Today we’re able to fill in some blanks in the story with the help of resources Mr. Pompey couldn’t have dreamed of in 1962 - online newspaper archives and burial records.  From them we may deduce that Mary Lovewell was not going off to live with her sisters, at least for any length of time.

The first public sign that Mary Lovewell needed special help may have come in 1904 when she was charged with disturbing the peace of the Thirlwell family of Pleasanton, Kansas, while evidently acting in a deranged manner.  After hearing testimony from sixteen witnesses, a jury at Mound City judged her to be sane but guilty of the misdemeanor, and fined her one dollar.  Less than four years later came the beating that changed the course of her remaining days, reported by the Pleasanton Observer on January 9, 1908. 

WAS IT ROBBERY?


Mary Lovewell Found Almost Dead In Her Home Saturday.


Mary Lovewell, a half demented woman who lives all alone just north of the stock yards, was found in her home last Saturday evening in an unconscious condition with bad bruises about the head and face.  From the indications she had been in that condition about 24 hours.  She was at once moved to the home of her sister, Mrs. Zack Roberts where she has been ever since.  She has been gradually recovering but is still very weak.  


She is supposed to have had about $115 in the house and so far none of it has been found.  She has revived enough to tell of two men coming into the house and that is all she can remember.  There is quite a mystery connected with the affair and so far there has been no clue to the guilty parties.

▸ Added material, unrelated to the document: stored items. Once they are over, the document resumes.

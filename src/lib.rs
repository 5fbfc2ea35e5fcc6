//! sceneforge
//!
//! An interactive 3D scene editor built on wgpu and winit: parametric primitives,
//! ray picking, transform gizmos, a single-slot clipboard, scene lighting, and glTF/OBJ
//! import with glTF export.
//!
//! The editor core ([`editor`], [`gfx`] geometry/picking/gizmos, [`io`]) runs without a GPU;
//! [`app`] wires it to a window, the wgpu renderer and the imgui panels.

pub mod app;
pub mod config;
pub mod editor;
pub mod error;
pub mod gfx;
pub mod io;
pub mod prelude;
pub mod ui;
pub mod wgpu_utils;

pub use app::EditorApp;
pub use config::EditorSettings;
pub use editor::Editor;
pub use error::{EditorError, EditorResult};
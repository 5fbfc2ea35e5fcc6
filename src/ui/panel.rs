//! Editor panels
//!
//! Panels read editor state and push [`EditorCommand`]s; they never mutate the editor
//! directly. The app dispatches the collected commands after the frame and feeds the
//! outcomes back through [`PanelState::record`] for the status line.

use cgmath::Vector3;
use std::f32::consts::TAU;
use std::path::PathBuf;

use crate::editor::{
    CommandOutcome, Editor, EditorCommand, ImportReport, LightingField, ObjectUpdate,
    RenderBackend, SceneObject,
};
use crate::error::{EditorResult, EntityId};
use crate::gfx::geometry::{ShapeDescriptor, ShapeKind, MAX_DETAIL, MAX_SEGMENTS};
use crate::gfx::gizmos::GizmoMode;
use crate::gfx::resources::material::{Color, MaterialDescriptor, MaterialKind};
use crate::gfx::transform::Transform;
use crate::io::AssetSource;

const ERROR_COLOR: [f32; 4] = [1.0, 0.4, 0.4, 1.0];
const INFO_COLOR: [f32; 4] = [0.6, 0.9, 0.6, 1.0];

#[derive(Debug, Clone, PartialEq)]
pub struct Status {
    pub message: String,
    pub is_error: bool,
}

/// Panel-local input that is not part of the scene: pending form values and the status line.
#[derive(Debug, Clone)]
pub struct PanelState {
    pub new_shape: usize,
    pub new_material: usize,
    pub new_color: [f32; 3],
    pub import_path: String,
    pub export_dir: String,
    pub status: Option<Status>,
}

impl PanelState {
    pub fn new(export_dir: &std::path::Path) -> Self {
        Self {
            new_shape: 0,
            new_material: 0,
            new_color: Color::WHITE.to_array(),
            import_path: String::new(),
            export_dir: export_dir.display().to_string(),
            status: None,
        }
    }

    /// Command for the create form, placed by how many objects already exist.
    pub fn create_command(&self, existing: usize) -> EditorCommand {
        let shape = ShapeKind::ALL
            .get(self.new_shape)
            .copied()
            .unwrap_or(ShapeKind::Box);
        let kind = MaterialKind::ALL
            .get(self.new_material)
            .copied()
            .unwrap_or_default();
        EditorCommand::CreateObject {
            shape: shape.default_descriptor(),
            material: MaterialDescriptor::new(kind, Color::from_array(self.new_color).clamped()),
            transform: Transform::from_position(crate::editor::spawn_position(existing)),
        }
    }

    /// Import command for the path field, or `None` when it is blank.
    pub fn import_command(&self) -> Option<EditorCommand> {
        let path = self.import_path.trim();
        (!path.is_empty()).then(|| EditorCommand::Import(AssetSource::path(path)))
    }

    pub fn export_command(&self) -> EditorCommand {
        let dir = self.export_dir.trim();
        EditorCommand::Export {
            dir: PathBuf::from(if dir.is_empty() { "." } else { dir }),
        }
    }

    /// Update the status line from a dispatched command.
    pub fn record(&mut self, result: &EditorResult<CommandOutcome>) {
        match result {
            Ok(CommandOutcome::Exported(path)) => {
                self.info(format!("Exported {}", path.display()))
            }
            Ok(CommandOutcome::ImportStarted) => self.info("Importing...".to_string()),
            Ok(_) => {}
            Err(e) => self.error(e.to_string()),
        }
    }

    pub fn record_import(&mut self, report: &ImportReport) {
        match &report.result {
            Ok(ids) => self.info(format!("Imported {} mesh(es) from {}", ids.len(), report.label)),
            Err(e) => self.error(format!("{}: {e}", report.label)),
        }
    }

    fn info(&mut self, message: String) {
        self.status = Some(Status {
            message,
            is_error: false,
        });
    }

    fn error(&mut self, message: String) {
        self.status = Some(Status {
            message,
            is_error: true,
        });
    }
}
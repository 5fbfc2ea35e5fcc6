//! Editor settings loaded from JSON.
//!
//! Looked up at `$SCENEFORGE_CONFIG`, falling back to `./sceneforge.json`. Every field has
//! a default, so a partial file only overrides what it names. A missing or malformed file
//! is not fatal: the defaults are used and a warning is logged.

use anyhow::Context;
use serde::{Deserialize, Serialize};
use std::path::{Path, PathBuf};

use crate::gfx::camera::{CameraController, CameraManager, OrbitCamera};
use crate::gfx::rendering::OverlayStyle;

pub const CONFIG_ENV_VAR: &str = "SCENEFORGE_CONFIG";
pub const DEFAULT_CONFIG_FILE: &str = "sceneforge.json";

#[derive(Debug, Clone, PartialEq, Serialize, Deserialize, Default)]
#[serde(default)]
pub struct EditorSettings {
    pub window: WindowSettings,
    pub camera: CameraSettings,
    pub gizmo: GizmoSettings,
    pub input: InputSettings,
    pub import: ImportSettings,
    pub export: ExportSettings,
}

#[derive(Debug, Clone, PartialEq, Serialize, Deserialize)]
#[serde(default)]
pub struct WindowSettings {
    pub title: String,
    pub width: u32,
    pub height: u32,
    pub vsync: bool,
}

impl Default for WindowSettings {
    fn default() -> Self {
        Self {
            title: "sceneforge".to_string(),
            width: 1280,
            height: 800,
            vsync: true,
        }
    }
}

#[derive(Debug, Clone, PartialEq, Serialize, Deserialize)]
#[serde(default)]
pub struct CameraSettings {
    pub distance: f32,
    pub pitch: f32,
    pub yaw: f32,
    /// Vertical field of view in degrees
    pub fov_degrees: f32,
    pub rotate_speed: f32,
    pub zoom_speed: f32,
    pub pan_speed: f32,
    pub damping: f32,
    /// Radians per second
    pub auto_rotate_speed: f32,
    pub grid_size: f32,
    pub grid_divisions: u32,
}

impl Default for CameraSettings {
    fn default() -> Self {
        Self {
            distance: 6.0,
            pitch: 0.4,
            yaw: 0.6,
            fov_degrees: 45.0,
            rotate_speed: 0.005,
            zoom_speed: 0.1,
            pan_speed: 0.01,
            damping: 0.1,
            auto_rotate_speed: 0.6,
            grid_size: 20.0,
            grid_divisions: 20,
        }
    }
}

impl CameraSettings {
    /// Camera and controller configured from these settings.
    pub fn build(&self, aspect: f32) -> CameraManager {
        let mut camera = OrbitCamera::new(
            self.distance,
            self.pitch,
            self.yaw,
            cgmath::Vector3::new(0.0, 0.0, 0.0),
            aspect,
        );
        camera.fovy = cgmath::Deg(self.fov_degrees.clamp(10.0, 120.0)).into();

        let mut controller = CameraController::new(self.rotate_speed, self.zoom_speed);
        controller.pan_speed = self.pan_speed;
        controller.damping = self.damping.clamp(0.0, 1.0);
        controller.auto_rotate_speed = self.auto_rotate_speed;

        CameraManager::new(camera, controller)
    }

    pub fn overlay_style(&self) -> OverlayStyle {
        OverlayStyle {
            grid_size: self.grid_size,
            grid_divisions: self.grid_divisions,
            ..OverlayStyle::default()
        }
    }
}

#[derive(Debug, Clone, PartialEq, Serialize, Deserialize)]
#[serde(default)]
pub struct GizmoSettings {
    pub handle_length: f32,
}

impl Default for GizmoSettings {
    fn default() -> Self {
        Self { handle_length: 1.5 }
    }
}

#[derive(Debug, Clone, PartialEq, Serialize, Deserialize)]
#[serde(default)]
pub struct InputSettings {
    pub double_click_ms: u64,
    /// Pointer travel in pixels beyond which a press becomes a drag
    pub click_slop: f32,
}

impl Default for InputSettings {
    fn default() -> Self {
        Self {
            double_click_ms: 300,
            click_slop: 4.0,
        }
    }
}

#[derive(Debug, Clone, PartialEq, Serialize, Deserialize, Default)]
#[serde(default)]
pub struct ImportSettings {
    /// Move each imported batch so its bounds are centered on the origin
    pub center_on_bounds: bool,
}

#[derive(Debug, Clone, PartialEq, Serialize, Deserialize)]
#[serde(default)]
pub struct ExportSettings {
    pub directory: PathBuf,
}

impl Default for ExportSettings {
    fn default() -> Self {
        Self {
            directory: PathBuf::from("."),
        }
    }
}

impl EditorSettings {
    /// `$SCENEFORGE_CONFIG` when set, else `./sceneforge.json`.
    pub fn default_path() -> PathBuf {
        std::env::var_os(CONFIG_ENV_VAR)
            .map(PathBuf::from)
            .unwrap_or_else(|| PathBuf::from(DEFAULT_CONFIG_FILE))
    }

    pub fn load(path: &Path) -> anyhow::Result<Self> {
        let text = std::fs::read_to_string(path)
            .with_context(|| format!("reading settings from {}", path.display()))?;
        let settings = serde_json::from_str(&text)
            .with_context(|| format!("parsing settings in {}", path.display()))?;
        Ok(settings)
    }

    /// Settings from `path`, or the defaults when it is missing or invalid.
    pub fn load_or_default(path: &Path) -> Self {
        if !path.exists() {
            log::info!("No settings at {}, using defaults", path.display());
            return Self::default();
        }
        match Self::load(path) {
            Ok(settings) => {
                log::info!("Loaded settings from {}", path.display());
                settings
            }
            Err(e) => {
                log::warn!("{e:#}; using default settings");
                Self::default()
            }
        }
    }

    pub fn save(&self, path: &Path) -> anyhow::Result<()> {
        let text = serde_json::to_string_pretty(self)?;
        std::fs::write(path, text)
            .with_context(|| format!("writing settings to {}", path.display()))?;
        Ok(())
    }
}

#[cfg(test)]
mod tests {
    use super::*;

    #[test]
    fn test_partial_file_keeps_defaults() {
        let dir = tempfile::tempdir().unwrap();
        let path = dir.path().join("settings.json");
        std::fs::write(&path, r#"{ "gizmo": { "handle_length": 2.5 } }"#).unwrap();

        let settings = EditorSettings::load(&path).unwrap();
        assert_eq!(settings.gizmo.handle_length, 2.5);
        assert_eq!(settings.window, WindowSettings::default());
        assert_eq!(settings.input.double_click_ms, 300);
        assert!(!settings.import.center_on_bounds);
    }

    #[test]
    fn test_malformed_file_falls_back() {
        let dir = tempfile::tempdir().unwrap();
        let path = dir.path().join("settings.json");
        std::fs::write(&path, "{ not json").unwrap();

        assert!(EditorSettings::load(&path).is_err());
        assert_eq!(EditorSettings::load_or_default(&path), EditorSettings::default());
    }

    #[test]
    fn test_missing_file_falls_back() {
        let dir = tempfile::tempdir().unwrap();
        let settings = EditorSettings::load_or_default(&dir.path().join("absent.json"));
        assert_eq!(settings, EditorSettings::default());
    }

    #[test]
    fn test_save_then_load() {
        let dir = tempfile::tempdir().unwrap();
        let path = dir.path().join("settings.json");
        let mut settings = EditorSettings::default();
        settings.window.title = "bench".to_string();
        settings.export.directory = PathBuf::from("out");
        settings.import.center_on_bounds = true;
        settings.save(&path).unwrap();

        assert_eq!(EditorSettings::load(&path).unwrap(), settings);
    }

    #[test]
    fn test_camera_settings_apply() {
        let settings = CameraSettings {
            damping: 3.0,
            ..CameraSettings::default()
        };
        let manager = settings.build(1.5);
        assert_eq!(manager.controller.damping, 1.0);
        assert_eq!(manager.camera.aspect, 1.5);
        assert_eq!(manager.camera.distance, settings.distance);
    }
}
//! # Graphics Module
//!
//! Camera, geometry, picking, gizmo and rendering building blocks for the editor.
//!
//! ## Architecture Overview
//!
//! - **Camera System** ([`camera`]) - Orbit camera with mouse controls and auto-rotate
//! - **Geometry** ([`geometry`]) - Procedural shape generation from descriptors
//! - **Picking** ([`picking`]) - Pointer rays and ray/AABB hit tests
//! - **Gizmos** ([`gizmos`]) - Transform handles and drag math
//! - **Rendering Pipeline** ([`rendering`]) - wgpu renderer and the GPU scene backend
//! - **Resources** ([`resources`]) - Materials and GPU uniform resources
//!
//! Everything except [`rendering`] and the GPU half of [`resources`] runs without a device,
//! which keeps the editor core testable headless.

pub mod camera;
pub mod geometry;
pub mod gizmos;
pub mod picking;
pub mod rendering;
pub mod resources;
pub mod transform;

pub use camera::orbit_camera::OrbitCamera;
pub use rendering::render_engine::RenderEngine;
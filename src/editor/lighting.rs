//! Lighting panel model: background, ambient and one directional light.

use cgmath::Vector3;
use serde::{Deserialize, Serialize};

use crate::gfx::resources::material::Color;

pub const INTENSITY_RANGE: (f32, f32) = (0.0, 5.0);
pub const POSITION_RANGE: (f32, f32) = (-100.0, 100.0);

#[derive(Debug, Clone, Copy, PartialEq, Serialize, Deserialize)]
pub struct AmbientLight {
    pub color: Color,
    pub intensity: f32,
}

impl Default for AmbientLight {
    fn default() -> Self {
        Self {
            color: Color::WHITE,
            intensity: 1.0,
        }
    }
}

#[derive(Debug, Clone, Copy, PartialEq, Serialize, Deserialize)]
pub struct DirectionalLight {
    pub color: Color,
    pub intensity: f32,
    pub position: [f32; 3],
}

impl DirectionalLight {
    pub fn position_vector(&self) -> Vector3<f32> {
        Vector3::from(self.position)
    }
}

impl Default for DirectionalLight {
    fn default() -> Self {
        Self {
            color: Color::WHITE,
            intensity: 1.0,
            position: [0.0, 1.0, 0.0],
        }
    }
}

/// One edit from the lighting panel
#[derive(Debug, Clone, Copy, PartialEq)]
pub enum LightingField {
    Background(Color),
    AmbientColor(Color),
    AmbientIntensity(f32),
    DirectionalColor(Color),
    DirectionalIntensity(f32),
    DirectionalPosition([f32; 3]),
}

#[derive(Debug, Clone, Copy, PartialEq, Serialize, Deserialize)]
pub struct LightingState {
    pub background_color: Color,
    pub ambient: AmbientLight,
    pub directional: DirectionalLight,
}

impl Default for LightingState {
    fn default() -> Self {
        Self {
            background_color: Color::WHITE,
            ambient: AmbientLight::default(),
            directional: DirectionalLight::default(),
        }
    }
}

impl LightingState {
    /// Apply one field edit. Returns `false` if the value was rejected.
    pub fn set(&mut self, field: LightingField) -> bool {
        match field {
            LightingField::Background(color) => self.background_color = color.clamped(),
            LightingField::AmbientColor(color) => self.ambient.color = color.clamped(),
            LightingField::DirectionalColor(color) => self.directional.color = color.clamped(),
            LightingField::AmbientIntensity(value) => {
                let Some(value) = clamp_finite(value, INTENSITY_RANGE) else {
                    log::warn!("Rejected ambient intensity {value}");
                    return false;
                };
                self.ambient.intensity = value;
            }
            LightingField::DirectionalIntensity(value) => {
                let Some(value) = clamp_finite(value, INTENSITY_RANGE) else {
                    log::warn!("Rejected directional intensity {value}");
                    return false;
                };
                self.directional.intensity = value;
            }
            LightingField::DirectionalPosition(position) => {
                let mut clamped = [0.0; 3];
                for (out, value) in clamped.iter_mut().zip(position) {
                    let Some(value) = clamp_finite(value, POSITION_RANGE) else {
                        log::warn!("Rejected directional light position {position:?}");
                        return false;
                    };
                    *out = value;
                }
                self.directional.position = clamped;
            }
        }
        true
    }

    pub fn reset(&mut self) {
        *self = Self::default();
    }
}

fn clamp_finite(value: f32, (min, max): (f32, f32)) -> Option<f32> {
    value.is_finite().then(|| value.clamp(min, max))
}

#[cfg(test)]
mod tests {
    use super::*;

    #[test]
    fn test_defaults() {
        let lighting = LightingState::default();
        assert_eq!(lighting.background_color, Color::WHITE);
        assert_eq!(lighting.ambient.intensity, 1.0);
        assert_eq!(lighting.directional.position, [0.0, 1.0, 0.0]);
    }

    #[test]
    fn test_values_are_clamped() {
        let mut lighting = LightingState::default();
        assert!(lighting.set(LightingField::AmbientIntensity(9.0)));
        assert_eq!(lighting.ambient.intensity, 5.0);
        assert!(lighting.set(LightingField::DirectionalPosition([500.0, -3.0, -200.0])));
        assert_eq!(lighting.directional.position, [100.0, -3.0, -100.0]);
    }

    #[test]
    fn test_non_finite_values_are_rejected() {
        let mut lighting = LightingState::default();
        assert!(!lighting.set(LightingField::DirectionalIntensity(f32::NAN)));
        assert!(!lighting.set(LightingField::DirectionalPosition([0.0, f32::INFINITY, 0.0])));
        assert_eq!(lighting, LightingState::default());
    }

    #[test]
    fn test_reset_is_idempotent() {
        let mut lighting = LightingState::default();
        lighting.set(LightingField::Background(Color::RED));
        lighting.set(LightingField::AmbientIntensity(0.2));

        lighting.reset();
        assert_eq!(lighting, LightingState::default());
        lighting.reset();
        assert_eq!(lighting, LightingState::default());
    }
}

Mary may have caused another public commotion after recovering from the beating, because a hearing was conducted at La Cygne in April, perhaps a few days before William Wallace Lovewell held that family council with his sisters.  This time Mary was “adjudged insane and matter certified to Board of Control.”  

Although she may have lived with her sisters on occasion, she died in 1913 at the Osawatomie State Hospital and was buried in a cemetery north of town.

William Lovewell had two daughters named Mary, both of whom Sherman Lee Pompey identifies as spinsters.  Gloria G. Lovewell notes that the second girl did wed an unnamed man, but had no children.  The first Mary was born to William’s second wife, Martha Morris Ogden, the later one to William’s third wife, Matilda Wise.  According to her burial information, the woman in the hospital plot, a daughter of William and Martha Lovewell, was born in 1852.  

A note on Findagrave.com gives the following information about the place:

The Osawatomie State Hospital Burial Grounds are located north of the city of Osawatomie, Kansas.  It is a small cemetery consisting of 346 markers identifying people, mostly patients, who had no families that would claim them. Burials were discontinued during the early 1950's.

 

Osawatomie Burial Grounds

Interments are identified by large numerals inscribed on the headstones.